> **ASSIGNMENT**:
Every line of the records below that holds the word "FlamegraphProfile" belongs in the answer.
*** LISTED ENTRIES Section Begins ***
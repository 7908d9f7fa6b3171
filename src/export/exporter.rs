//! Exporter facade handed to the UI layer.

use super::data_dump::prepare_data_dump;
use super::filename::FilenameFormatter;
use super::remote::prepare_remote;
use super::render_url::{RemoteFormat, RenderUrlBuilder};
use super::snapshot::prepare_snapshot;
use crate::download::{Delivery, DownloadSink};
use crate::profile::FlamegraphProfile;
use crate::surface::RenderedSurface;
use crate::utils::error::ExportError;
use log::{info, warn};

/// One export action, as chosen from the export menu
pub enum ExportRequest<'a> {
    Snapshot {
        surface: Option<&'a dyn RenderedSurface>,
        profile: Option<&'a FlamegraphProfile>,
    },
    DataDump {
        profile: &'a FlamegraphProfile,
        export_name: &'a str,
    },
    Remote {
        profile: &'a FlamegraphProfile,
        kind: RemoteFormat,
    },
}

/// Runs exports against a download sink
pub struct Exporter<S> {
    urls: RenderUrlBuilder,
    filenames: FilenameFormatter,
    sink: S,
}

impl<S: DownloadSink> Exporter<S> {
    pub fn new(urls: RenderUrlBuilder, sink: S) -> Self {
        Self {
            urls,
            filenames: FilenameFormatter::default(),
            sink,
        }
    }

    pub fn with_filename_formatter(mut self, filenames: FilenameFormatter) -> Self {
        self.filenames = filenames;
        self
    }

    pub fn sink(&self) -> &S {
        &self.sink
    }

    pub fn urls(&self) -> &RenderUrlBuilder {
        &self.urls
    }

    pub fn filenames(&self) -> &FilenameFormatter {
        &self.filenames
    }

    /// Download an image of `surface`
    ///
    /// Never fails: a missing surface, a blank surface or a failed download
    /// are logged and reported as `None`.
    pub fn export_snapshot(
        &self,
        surface: Option<&dyn RenderedSurface>,
        profile: Option<&FlamegraphProfile>,
    ) -> Option<Delivery> {
        let artifact = prepare_snapshot(&self.filenames, surface, profile)?;

        match self.sink.trigger_download(&artifact) {
            Ok(delivery) => {
                info!("Snapshot exported to {}", delivery.path.display());
                Some(delivery)
            }
            Err(e) => {
                warn!("Snapshot download failed: {}", e);
                None
            }
        }
    }

    /// Download the whole profile as `<export_name>.json`
    pub fn export_data_dump(
        &self,
        profile: &FlamegraphProfile,
        export_name: &str,
    ) -> Result<Delivery, ExportError> {
        let artifact = prepare_data_dump(profile, export_name)?;
        let delivery = self.sink.trigger_download(&artifact)?;

        info!("Profile data exported to {}", delivery.path.display());
        Ok(delivery)
    }

    /// Download a server-rendered `pprof` or `html` export
    pub fn export_remote(
        &self,
        profile: &FlamegraphProfile,
        kind: RemoteFormat,
    ) -> Result<Delivery, ExportError> {
        let artifact = prepare_remote(&self.urls, &self.filenames, profile, kind);
        let delivery = self.sink.trigger_download(&artifact)?;

        info!("{} export saved to {}", kind, delivery.path.display());
        Ok(delivery)
    }

    /// Run any export request
    ///
    /// Snapshot requests resolve to `Ok(None)` when nothing was captured.
    pub fn export(&self, request: ExportRequest<'_>) -> Result<Option<Delivery>, ExportError> {
        match request {
            ExportRequest::Snapshot { surface, profile } => {
                Ok(self.export_snapshot(surface, profile))
            }
            ExportRequest::DataDump {
                profile,
                export_name,
            } => self.export_data_dump(profile, export_name).map(Some),
            ExportRequest::Remote { profile, kind } => self.export_remote(profile, kind).map(Some),
        }
    }
}
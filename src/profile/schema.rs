//! Flamegraph profile schema.
//!
//! Mirrors the flamebearer JSON document produced by the profiling server.
//! Only the metadata needed for exporting is typed; every other field is kept
//! verbatim so a profile survives a load/serialize cycle unchanged.

use chrono::{DateTime, Utc};
use serde::{Deserialize, Serialize};
use serde_json::{Map, Value};

/// Time range and query metadata attached to a profile
#[derive(Debug, Clone, PartialEq, Serialize, Deserialize)]
#[serde(rename_all = "camelCase")]
pub struct ProfileMetadata {
    /// Start of the profiled range (Unix seconds on the wire)
    #[serde(with = "chrono::serde::ts_seconds")]
    pub start_time: DateTime<Utc>,

    /// End of the profiled range (Unix seconds on the wire)
    #[serde(with = "chrono::serde::ts_seconds")]
    pub end_time: DateTime<Utc>,

    /// Application the profile belongs to
    pub app_name: String,

    /// Query the profile was selected with
    pub query: String,

    /// Node-count cap used when the profile was rendered
    pub max_nodes: u64,

    /// Remaining metadata (`format`, `spyName`, `units`, ...)
    #[serde(flatten)]
    pub extra: Map<String, Value>,
}

impl ProfileMetadata {
    /// Flamebearer layout name, `"single"` when absent
    pub fn format(&self) -> &str {
        self.extra
            .get("format")
            .and_then(Value::as_str)
            .unwrap_or("single")
    }

    /// Sample unit name, `"samples"` when absent
    pub fn units(&self) -> &str {
        self.extra
            .get("units")
            .and_then(Value::as_str)
            .filter(|units| !units.is_empty())
            .unwrap_or("samples")
    }
}

/// A flamegraph profile: metadata plus an opaque payload
#[derive(Debug, Clone, PartialEq, Serialize, Deserialize)]
pub struct FlamegraphProfile {
    pub metadata: ProfileMetadata,

    /// Tree/sample data (`flamebearer`, `timeline`, `version`, ...)
    #[serde(flatten)]
    pub payload: Map<String, Value>,
}

impl FlamegraphProfile {
    pub fn app_name(&self) -> &str {
        &self.metadata.app_name
    }
}

#[cfg(test)]
mod tests {
    use super::*;
    use chrono::TimeZone;
    use serde_json::json;

    fn sample_json() -> Value {
        json!({
            "version": 1,
            "flamebearer": {
                "names": ["total", "main"],
                "levels": [[0, 10, 0, 0], [0, 10, 10, 1]],
                "numTicks": 10,
                "maxSelf": 10
            },
            "metadata": {
                "format": "single",
                "spyName": "gospy",
                "sampleRate": 100,
                "units": "samples",
                "appName": "myapp.cpu",
                "startTime": 1672876800,
                "endTime": 1672963200,
                "query": "myapp.cpu{}",
                "maxNodes": 1024
            },
            "timeline": null
        })
    }

    #[test]
    fn test_metadata_fields() {
        let profile: FlamegraphProfile = serde_json::from_value(sample_json()).unwrap();

        assert_eq!(profile.app_name(), "myapp.cpu");
        assert_eq!(profile.metadata.query, "myapp.cpu{}");
        assert_eq!(profile.metadata.max_nodes, 1024);
        assert_eq!(
            profile.metadata.start_time,
            Utc.with_ymd_and_hms(2023, 1, 5, 0, 0, 0).unwrap()
        );
        assert_eq!(profile.metadata.format(), "single");
        assert_eq!(profile.metadata.units(), "samples");
    }

    #[test]
    fn test_unknown_fields_survive_serialization() {
        let original = sample_json();
        let profile: FlamegraphProfile = serde_json::from_value(original.clone()).unwrap();

        let back = serde_json::to_value(&profile).unwrap();
        assert_eq!(back, original);
    }

    #[test]
    fn test_missing_format_defaults_to_single() {
        let mut value = sample_json();
        value["metadata"].as_object_mut().unwrap().remove("format");
        value["metadata"].as_object_mut().unwrap().remove("units");

        let profile: FlamegraphProfile = serde_json::from_value(value).unwrap();
        assert_eq!(profile.metadata.format(), "single");
        assert_eq!(profile.metadata.units(), "samples");
    }
}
*** LISTED ENTRIES Section Ends ***
> **SOLUTION**:
use crate::profile::FlamegraphProfile;
        profile: Option<&'a FlamegraphProfile>,
        profile: &'a FlamegraphProfile,
        profile: &'a FlamegraphProfile,
        profile: Option<&FlamegraphProfile>,
        profile: &FlamegraphProfile,
        profile: &FlamegraphProfile,
pub struct FlamegraphProfile {
impl FlamegraphProfile {
        let profile: FlamegraphProfile = serde_json::from_value(sample_json()).unwrap();
        let profile: FlamegraphProfile = serde_json::from_value(original.clone()).unwrap();
        let profile: FlamegraphProfile = serde_json::from_value(value).unwrap();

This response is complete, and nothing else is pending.